Restricted securities are subject to statutory or contractual restrictions on their public resale, which may make it more difficult to obtain a valuation and may limit a fund’s ability to dispose of them. Investments in private placement securities and other securities for which market quotations are not readily available are valued in good faith by using certain fair value procedures. Such fair value procedures consider factors such as discounts to publicly traded issues, time until conversion date, securities with similar yields, quality, type of issue, coupon, duration and rating.
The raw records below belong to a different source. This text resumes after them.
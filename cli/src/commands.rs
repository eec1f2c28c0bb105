//! REPL command implementations.
//!
//! Each command takes a fresh [`DashboardSnapshot`] so output always reflects
//! the current realm selection; nothing here caches derived data.

use armory_core::config::Settings;
use armory_core::realm::RealmFilter;
use armory_core::view::DashboardView;
use armory_types::formatting::{format_decimal_f64, format_pct_ratio, format_thousands};

const BAR_WIDTH: usize = 40;

/// Render the rank-sorted, realm-filtered roster table.
pub fn show_table(view: &DashboardView) -> Result<(), String> {
    let snapshot = view.snapshot();
    println!(
        "{:>5}  {:<20} {:>5}  {:<15} {}",
        "Rank", "Character", "Level", "Class", "Realm"
    );
    for row in &snapshot.rows {
        println!(
            "{:>5}  {:<20} {:>5}  {:<15} {}",
            row.rank, row.name, row.level, row.class_name, row.realm
        );
    }
    println!("({} characters)", snapshot.rows.len());
    Ok(())
}

/// Render the class distribution for the current selection.
pub fn show_classes(view: &DashboardView, settings: &Settings) -> Result<(), String> {
    let snapshot = view.snapshot();
    let total: usize = snapshot.class_distribution.iter().map(|s| s.count).sum();
    for slice in &snapshot.class_distribution {
        println!(
            "{:<15} {:>5}  {}",
            slice.class_name,
            slice.count,
            format_pct_ratio(slice.count, total, settings.european_numbers)
        );
    }
    if snapshot.class_distribution.is_empty() {
        println!("(no characters match the current selection)");
    }
    Ok(())
}

/// Render the realm-population bar chart (whole roster, ignores the filter).
pub fn show_realms(view: &DashboardView, settings: &Settings) -> Result<(), String> {
    let snapshot = view.snapshot();
    let chart = &snapshot.realm_stats.population_chart;
    let max = chart.first().map(|b| b.count).unwrap_or(0);
    for bar in chart {
        let len = if max == 0 { 0 } else { (bar.count * BAR_WIDTH).div_ceil(max) };
        println!(
            "{:<20} {:<width$} {}",
            bar.realm,
            "#".repeat(len),
            format_thousands(bar.count, settings.european_numbers),
            width = BAR_WIDTH
        );
    }
    Ok(())
}

/// Show the realm with the highest average character level.
pub fn show_top(view: &DashboardView, settings: &Settings) -> Result<(), String> {
    let snapshot = view.snapshot();
    let top = &snapshot.realm_stats.top_realm;
    if top.is_unset() {
        println!("No realm data loaded.");
    } else {
        println!(
            "Highest average level: {} ({})",
            top.realm,
            format_decimal_f64(top.avg_level, 1, settings.european_numbers)
        );
    }
    Ok(())
}

/// Change the active realm selection and report the resulting row count.
pub fn select_realm(view: &mut DashboardView, selection: &str) -> Result<(), String> {
    view.select_realm(selection);
    let snapshot = view.snapshot();
    match view.filter() {
        RealmFilter::All => println!("Showing all realms ({} characters)", snapshot.rows.len()),
        RealmFilter::Realm(realm) => {
            println!("Showing {realm} ({} characters)", snapshot.rows.len());
        }
    }
    Ok(())
}

/// List the selector options: the sentinel plus every raw realm name.
pub fn show_options(view: &DashboardView) -> Result<(), String> {
    println!("{}", RealmFilter::ALL);
    for realm in view.snapshot().realm_options {
        println!("{realm}");
    }
    Ok(())
}

pub fn show_settings(settings: &Settings) -> Result<(), String> {
    println!("data_path        = {}", settings.data_path.display());
    println!("european_numbers = {}", settings.european_numbers);
    Ok(())
}
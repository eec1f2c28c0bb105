//! Realm name normalization and the realm filter.
//!
//! Realm strings come from exports with inconsistent casing and punctuation
//! ("Silvermoon", "silver moon", "Silver-Moon" are all the same realm). The
//! normalized form is the single source of truth for realm equality; raw
//! strings are what the user sees and selects.

/// Normalize a realm name for comparison: lower-case, drop spaces and hyphens.
///
/// Total over all inputs. Two realm strings refer to the same realm iff their
/// normalized forms are equal.
pub fn normalize_realm(realm: &str) -> String {
    realm
        .chars()
        .filter(|c| *c != ' ' && *c != '-')
        .flat_map(|c| c.to_lowercase())
        .collect()
}

/// The active realm selection.
///
/// The selector widget feeds back either the reserved sentinel `"all"` or one
/// of the raw realm strings offered by [`crate::roster::distinct_realms`].
#[derive(Debug, Clone, PartialEq, Eq, Default)]
pub enum RealmFilter {
    #[default]
    All,
    Realm(String),
}

impl RealmFilter {
    /// Reserved selector value meaning "no filter".
    pub const ALL: &'static str = "all";

    /// Parse a selector value. The sentinel is matched literally, before any
    /// normalization, so a realm whose raw name happens to normalize to
    /// `"all"` is still selectable.
    pub fn parse(selection: &str) -> Self {
        if selection == Self::ALL {
            Self::All
        } else {
            Self::Realm(selection.to_string())
        }
    }

    /// Whether a record with the given raw realm passes this filter.
    pub fn matches(&self, realm: &str) -> bool {
        match self {
            Self::All => true,
            Self::Realm(selected) => normalize_realm(realm) == normalize_realm(selected),
        }
    }
}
If events occur that affect the value of the Company's portfolio securities before the net asset value has been calculated (a “significant event”), the portfolio securities so affected are generally priced using fair value procedures.
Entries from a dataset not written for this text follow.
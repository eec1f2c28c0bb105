use serde::{Deserialize, Serialize};

use crate::game_data::display_class_name;

/// One character as it appears in the bundled roster file.
///
/// Field names in the JSON use the export's title-cased headers, hence the
/// serde renames. Records are immutable once loaded; every derived view is
/// recomputed from them rather than updated in place.
#[derive(Debug, Clone, PartialEq, Serialize, Deserialize)]
pub struct CharacterRecord {
    #[serde(rename = "Character")]
    pub name: String,
    #[serde(rename = "Level")]
    pub level: u32,
    #[serde(rename = "Class ID")]
    pub class_id: i64,
    /// Sort key only. Not required to be unique.
    #[serde(rename = "Rank")]
    pub rank: i64,
    /// Raw realm string as exported. Casing and punctuation vary between
    /// exports, so comparisons go through [`crate::realm::normalize_realm`].
    #[serde(rename = "Realm")]
    pub realm: String,
}

/// A roster table row with the class id resolved to a display name.
#[derive(Debug, Clone, PartialEq, Serialize, Deserialize)]
pub struct CharacterRow {
    pub rank: i64,
    pub name: String,
    pub level: u32,
    pub class_name: String,
    pub realm: String,
}

impl CharacterRow {
    pub fn from_record(record: &CharacterRecord) -> Self {
        Self {
            rank: record.rank,
            name: record.name.clone(),
            level: record.level,
            class_name: display_class_name(record.class_id),
            realm: record.realm.clone(),
        }
    }
}
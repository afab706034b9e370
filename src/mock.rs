//! In-memory backends with call recording and failure injection

use std::collections::{BTreeMap, HashMap, VecDeque};
use std::ops::Deref;
use std::sync::atomic::{AtomicUsize, Ordering};
use std::sync::Mutex;

use async_trait::async_trait;
use serde_json::{Map, Value};

use crate::backend::BackendError;
use crate::pce::{
    ClusterToken, ClusterUpdate, ContainerCluster, EnforcementMode, Label, NewCluster, PceApi,
    WorkloadProfile,
};
use crate::runtime::{ClusterRuntime, ObjectInfo};
use crate::vault::{SecretRecord, SecretStore};

const MUTATING_PREFIXES: [&str; 4] = ["create_", "update_", "delete_", "write_"];

/// Records calls by operation name and hands out queued failures
#[derive(Default)]
pub struct Recorder {
    calls: Mutex<Vec<&'static str>>,
    failures: Mutex<HashMap<&'static str, VecDeque<BackendError>>>,
    lost_acks: Mutex<HashMap<&'static str, VecDeque<BackendError>>>,
}

impl Recorder {
    async fn hit(&self, op: &'static str) -> Result<(), BackendError> {
        // let concurrent workflows interleave at every backend call
        tokio::task::yield_now().await;
        self.calls.lock().unwrap().push(op);
        match self.failures.lock().unwrap().get_mut(op).and_then(VecDeque::pop_front) {
            Some(err) => Err(err),
            None => Ok(()),
        }
    }

    /// Error returned after a write has been applied
    fn ack(&self, op: &'static str) -> Result<(), BackendError> {
        match self.lost_acks.lock().unwrap().get_mut(op).and_then(VecDeque::pop_front) {
            Some(err) => Err(err),
            None => Ok(()),
        }
    }

    /// The next `op` takes effect but answers with `err`
    pub fn lose_ack_next(&self, op: &'static str, err: BackendError) {
        self.lost_acks.lock().unwrap().entry(op).or_default().push_back(err);
    }

    pub fn fail_next(&self, op: &'static str, err: BackendError) {
        self.fail_times(op, 1, err);
    }

    pub fn fail_times(&self, op: &'static str, times: usize, err: BackendError) {
        let mut failures = self.failures.lock().unwrap();
        let queue = failures.entry(op).or_default();
        for _ in 0..times {
            queue.push_back(err.clone());
        }
    }

    pub fn call_count(&self, op: &str) -> usize {
        self.calls.lock().unwrap().iter().filter(|c| **c == op).count()
    }

    pub fn total_calls(&self) -> usize {
        self.calls.lock().unwrap().len()
    }

    pub fn mutating_calls(&self) -> usize {
        self.calls
            .lock()
            .unwrap()
            .iter()
            .filter(|c| MUTATING_PREFIXES.iter().any(|p| c.starts_with(p)))
            .count()
    }

    pub fn calls(&self) -> Vec<&'static str> {
        self.calls.lock().unwrap().clone()
    }
}

// ============================================================================
// PCE
// ============================================================================

#[derive(Default)]
struct PceState {
    clusters: Vec<ContainerCluster>,
    labels: Vec<Label>,
    profiles: Vec<(String, WorkloadProfile)>,
    next_id: u64,
}

impl PceState {
    fn next_id(&mut self) -> u64 {
        self.next_id += 1;
        self.next_id
    }
}

#[derive(Default)]
pub struct FakePce {
    recorder: Recorder,
    state: Mutex<PceState>,
    hidden_label_finds: AtomicUsize,
}

impl Deref for FakePce {
    type Target = Recorder;

    fn deref(&self) -> &Recorder {
        &self.recorder
    }
}

impl FakePce {
    pub fn new() -> Self {
        Self::default()
    }

    pub fn seed_label(&self, key: &str, value: &str) -> Label {
        let mut state = self.state.lock().unwrap();
        let id = state.next_id();
        let label = Label {
            href: format!("/orgs/1/labels/{}", id),
            key: key.to_string(),
            value: value.to_string(),
            created_at: None,
        };
        state.labels.push(label.clone());
        label
    }

    pub fn seed_cluster(&self, name: &str, online: bool) -> ContainerCluster {
        let mut state = self.state.lock().unwrap();
        let id = state.next_id();
        let cluster = ContainerCluster {
            href: format!("/orgs/1/container_clusters/c{}", id),
            name: name.to_string(),
            description: None,
            enforcement_mode: EnforcementMode::VisibilityOnly,
            online,
            token: None,
            labels: Vec::new(),
            created_at: None,
            updated_at: None,
        };
        state.clusters.push(cluster.clone());
        cluster
    }

    /// The next `n` label lookups miss even if the label exists
    pub fn hide_labels_for_next_finds(&self, n: usize) {
        self.hidden_label_finds.store(n, Ordering::SeqCst);
    }

    pub fn cluster(&self, name: &str) -> Option<ContainerCluster> {
        self.state
            .lock()
            .unwrap()
            .clusters
            .iter()
            .find(|c| c.name == name)
            .cloned()
    }

    pub fn cluster_count(&self) -> usize {
        self.state.lock().unwrap().clusters.len()
    }

    pub fn label_count(&self) -> usize {
        self.state.lock().unwrap().labels.len()
    }

    pub fn profiles(&self) -> Vec<WorkloadProfile> {
        self.state
            .lock()
            .unwrap()
            .profiles
            .iter()
            .map(|(_, p)| p.clone())
            .collect()
    }
}

#[async_trait]
impl PceApi for FakePce {
    async fn find_cluster(&self, name: &str) -> Result<Option<ContainerCluster>, BackendError> {
        self.hit("find_cluster").await?;
        Ok(self.cluster(name))
    }

    async fn list_clusters(&self) -> Result<Vec<ContainerCluster>, BackendError> {
        self.hit("list_clusters").await?;
        Ok(self.state.lock().unwrap().clusters.clone())
    }

    async fn create_cluster(&self, cluster: &NewCluster) -> Result<ContainerCluster, BackendError> {
        self.hit("create_cluster").await?;
        let mut state = self.state.lock().unwrap();
        if state.clusters.iter().any(|c| c.name == cluster.name) {
            return Err(BackendError::Conflict(format!("cluster {}", cluster.name)));
        }
        let id = state.next_id();
        let created = ContainerCluster {
            href: format!("/orgs/1/container_clusters/c{}", id),
            name: cluster.name.clone(),
            description: cluster.description.clone(),
            enforcement_mode: cluster.enforcement_mode,
            online: false,
            token: None,
            labels: Vec::new(),
            created_at: None,
            updated_at: None,
        };
        state.clusters.push(created.clone());
        self.ack("create_cluster")?;
        Ok(ContainerCluster {
            token: Some(ClusterToken::new(format!("1_token{}", id))),
            ..created
        })
    }

    async fn update_cluster(&self, href: &str, update: &ClusterUpdate) -> Result<(), BackendError> {
        self.hit("update_cluster").await?;
        let mut state = self.state.lock().unwrap();
        let cluster = state
            .clusters
            .iter_mut()
            .find(|c| c.href == href)
            .ok_or_else(|| BackendError::NotFound(href.to_string()))?;
        if let Some(labels) = &update.labels {
            cluster.labels = labels.clone();
        }
        if let Some(online) = update.online {
            cluster.online = online;
        }
        if let Some(description) = &update.description {
            cluster.description = Some(description.clone());
        }
        Ok(())
    }

    async fn delete_cluster(&self, href: &str) -> Result<(), BackendError> {
        self.hit("delete_cluster").await?;
        let mut state = self.state.lock().unwrap();
        let before = state.clusters.len();
        state.clusters.retain(|c| c.href != href);
        if state.clusters.len() == before {
            return Err(BackendError::NotFound(href.to_string()));
        }
        state.profiles.retain(|(owner, _)| owner != href);
        Ok(())
    }

    async fn find_label(&self, key: &str, value: &str) -> Result<Option<Label>, BackendError> {
        self.hit("find_label").await?;
        let hidden = self
            .hidden_label_finds
            .fetch_update(Ordering::SeqCst, Ordering::SeqCst, |n| n.checked_sub(1));
        if hidden.is_ok() {
            return Ok(None);
        }
        Ok(self
            .state
            .lock()
            .unwrap()
            .labels
            .iter()
            .find(|l| l.key == key && l.value == value)
            .cloned())
    }

    async fn create_label(&self, key: &str, value: &str) -> Result<Label, BackendError> {
        self.hit("create_label").await?;
        let mut state = self.state.lock().unwrap();
        if state.labels.iter().any(|l| l.key == key && l.value == value) {
            return Err(BackendError::Conflict(format!("label {}={}", key, value)));
        }
        let id = state.next_id();
        let label = Label {
            href: format!("/orgs/1/labels/{}", id),
            key: key.to_string(),
            value: value.to_string(),
            created_at: None,
        };
        state.labels.push(label.clone());
        Ok(label)
    }

    async fn create_workload_profile(
        &self,
        cluster_href: &str,
        profile: &WorkloadProfile,
    ) -> Result<WorkloadProfile, BackendError> {
        self.hit("create_workload_profile").await?;
        let mut state = self.state.lock().unwrap();
        if !state.clusters.iter().any(|c| c.href == cluster_href) {
            return Err(BackendError::NotFound(cluster_href.to_string()));
        }
        let id = state.next_id();
        let created = WorkloadProfile {
            href: format!("{}/container_workload_profiles/p{}", cluster_href, id),
            ..profile.clone()
        };
        state.profiles.push((cluster_href.to_string(), created.clone()));
        Ok(created)
    }
}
An equity security of a publicly traded company acquired in a private placement transaction without registration under the Securities Act of 1933, as amended (the “1933 Act”), is subject to restrictions on resale that can affect the security's liquidity and fair value.  If such a security is convertible into publicly-traded common shares, the security generally will be valued at the common share market price adjusted by a percentage discount due to the restrictions and categorized as Level 2 in the fair value hierarchy.  To the extent that such securities are convertible or otherwise become freely tradable within a time frame that may be reasonably determined, an amortization schedule may be used to determine the discount.  If the security has characteristics that are dissimilar to the class of security that trades on the open market, the security will generally be valued and categorized as Level 3 in the fair value hierarchy.

The Company generally values debt securities at evaluated bid prices obtained from an independent third-party pricing service that utilizes a pricing matrix based upon yield data for securities with similar characteristics, or based on a direct written broker-dealer quotation from a dealer who has made a market in the security.  Debt securities with 60 days or less to maturity are valued on the basis of amortized cost, which approximates market value.
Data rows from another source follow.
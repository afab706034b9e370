use std::fmt;
use std::str::FromStr;

use chrono::{DateTime, Utc};
use serde::{Deserialize, Serialize};

// ============================================================================
// Data structures (pure, no I/O)
// ============================================================================

#[derive(Debug, Clone, Copy, PartialEq, Eq, Default, Serialize, Deserialize)]
#[serde(rename_all = "snake_case")]
pub enum EnforcementMode {
    Idle,
    #[default]
    VisibilityOnly,
    Full,
}

impl EnforcementMode {
    pub fn as_str(&self) -> &'static str {
        match self {
            EnforcementMode::Idle => "idle",
            EnforcementMode::VisibilityOnly => "visibility_only",
            EnforcementMode::Full => "full",
        }
    }
}

impl fmt::Display for EnforcementMode {
    fn fmt(&self, f: &mut fmt::Formatter<'_>) -> fmt::Result {
        f.write_str(self.as_str())
    }
}

impl FromStr for EnforcementMode {
    type Err = String;

    fn from_str(s: &str) -> Result<Self, Self::Err> {
        match s.trim().to_ascii_lowercase().replace('-', "_").as_str() {
            "idle" => Ok(EnforcementMode::Idle),
            "visibility_only" | "visibility" => Ok(EnforcementMode::VisibilityOnly),
            "full" | "enforced" => Ok(EnforcementMode::Full),
            other => Err(format!(
                "unknown enforcement mode '{}' (expected idle, visibility_only or full)",
                other
            )),
        }
    }
}

/// Pairing credential issued once when a container cluster is created.
///
/// Formatting never reveals the value; use [`ClusterToken::expose`] at the one
/// place it is handed to the secret store or the runtime.
#[derive(Clone, PartialEq, Eq, Serialize, Deserialize)]
#[serde(transparent)]
pub struct ClusterToken(String);

impl ClusterToken {
    pub fn new(token: impl Into<String>) -> Self {
        Self(token.into())
    }

    pub fn expose(&self) -> &str {
        &self.0
    }
}

impl fmt::Debug for ClusterToken {
    fn fmt(&self, f: &mut fmt::Formatter<'_>) -> fmt::Result {
        write!(f, "ClusterToken(***)")
    }
}

impl fmt::Display for ClusterToken {
    fn fmt(&self, f: &mut fmt::Formatter<'_>) -> fmt::Result {
        write!(f, "***")
    }
}

#[derive(Debug, Clone, PartialEq, Eq, Serialize, Deserialize)]
pub struct LabelRef {
    pub href: String,
}

#[derive(Debug, Clone, PartialEq, Serialize, Deserialize)]
pub struct Label {
    pub href: String,
    pub key: String,
    pub value: String,
    #[serde(default, skip_serializing_if = "Option::is_none")]
    pub created_at: Option<DateTime<Utc>>,
}

impl Label {
    pub fn reference(&self) -> LabelRef {
        LabelRef {
            href: self.href.clone(),
        }
    }
}

#[derive(Debug, Clone, PartialEq, Serialize, Deserialize)]
pub struct ContainerCluster {
    #[serde(default)]
    pub href: String,
    pub name: String,
    #[serde(default, skip_serializing_if = "Option::is_none")]
    pub description: Option<String>,
    #[serde(default)]
    pub enforcement_mode: EnforcementMode,
    #[serde(default)]
    pub online: bool,
    /// Only present in the create response
    #[serde(default, rename = "container_cluster_token", skip_serializing)]
    pub token: Option<ClusterToken>,
    #[serde(default)]
    pub labels: Vec<LabelRef>,
    #[serde(default, skip_serializing_if = "Option::is_none")]
    pub created_at: Option<DateTime<Utc>>,
    #[serde(default, skip_serializing_if = "Option::is_none")]
    pub updated_at: Option<DateTime<Utc>>,
}

impl ContainerCluster {
    /// Trailing path segment of the href
    pub fn cluster_id(&self) -> &str {
        self.href.rsplit('/').next().unwrap_or_default()
    }

    pub fn status(&self) -> &'static str {
        if self.online {
            "online"
        } else {
            "offline"
        }
    }
}

#[derive(Debug, Clone, PartialEq, Serialize)]
pub struct NewCluster {
    pub name: String,
    #[serde(skip_serializing_if = "Option::is_none")]
    pub description: Option<String>,
    pub enforcement_mode: EnforcementMode,
}

/// Partial update, absent fields are left untouched
#[derive(Debug, Clone, Default, PartialEq, Serialize)]
pub struct ClusterUpdate {
    #[serde(skip_serializing_if = "Option::is_none")]
    pub labels: Option<Vec<LabelRef>>,
    #[serde(skip_serializing_if = "Option::is_none")]
    pub online: Option<bool>,
    #[serde(skip_serializing_if = "Option::is_none")]
    pub description: Option<String>,
}

impl ClusterUpdate {
    pub fn labels(labels: Vec<LabelRef>) -> Self {
        Self {
            labels: Some(labels),
            ..Default::default()
        }
    }

    pub fn online(online: bool) -> Self {
        Self {
            online: Some(online),
            ..Default::default()
        }
    }
}

/// Maps a Kubernetes namespace inside a container cluster to PCE policy
#[derive(Debug, Clone, PartialEq, Serialize, Deserialize)]
pub struct WorkloadProfile {
    #[serde(default, skip_serializing_if = "String::is_empty")]
    pub href: String,
    pub namespace: String,
    pub managed: bool,
    pub enforcement_mode: EnforcementMode,
    #[serde(default)]
    pub assign_labels: Vec<LabelRef>,
}

impl WorkloadProfile {
    pub fn for_namespace(
        namespace: impl Into<String>,
        enforcement_mode: EnforcementMode,
        assign_labels: Vec<LabelRef>,
    ) -> Self {
        Self {
            href: String::new(),
            namespace: namespace.into(),
            managed: true,
            enforcement_mode,
            assign_labels,
        }
    }
}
As of February 28, 2015, the aggregate cost of securities for federal income tax purposes was $1,024,729,703.  The aggregate gross unrealized appreciation for all securities in which there was an excess of fair value over tax cost was $1,113,927,914, the aggregate gross unrealized depreciation for all securities in which there was an excess of tax cost over fair value was $0 and the net unrealized appreciation was $1,113,927,914.


 
 

 


Item 2. Controls and Procedures.
 
(a)  
The registrant’s Chief Executive Officer and its Chief Financial Officer have concluded that the registrant's disclosure controls and procedures (as defined in Rule 30a-3(c) under the Investment Company Act of 1940 (the “1940 Act”)) are effective as of a date within 90 days of the filing date of this report, based on the evaluation of these controls and procedures required by Rule 30a-3(b) under the 1940 Act and Rule 13a-15(b) or 15d-15(b) under the Securities Exchange Act of 1934, as amended.

(b)  
There was no change in the registrant's internal control over financial reporting (as defined in Rule 30a-3(d) under the 1940 Act) that occurred during the registrant's last fiscal quarter that has materially affected, or is reasonably likely to materially affect, the registrant's internal control over financial reporting.
 
Item 3. Exhibits.
 
Separate certifications for each principal executive officer and principal financial officer of the registrant as required by Rule 30a-2(a) under the 1940 Act (17 CFR 270.30a-2(a)) are filed herewith.

 
 

 
 
 
SIGNATURES

Pursuant to the requirements of the Securities Exchange Act of 1934 and the Investment Company Act of 1940, the registrant has duly caused this report to be signed on its behalf by the undersigned, thereunto duly authorized.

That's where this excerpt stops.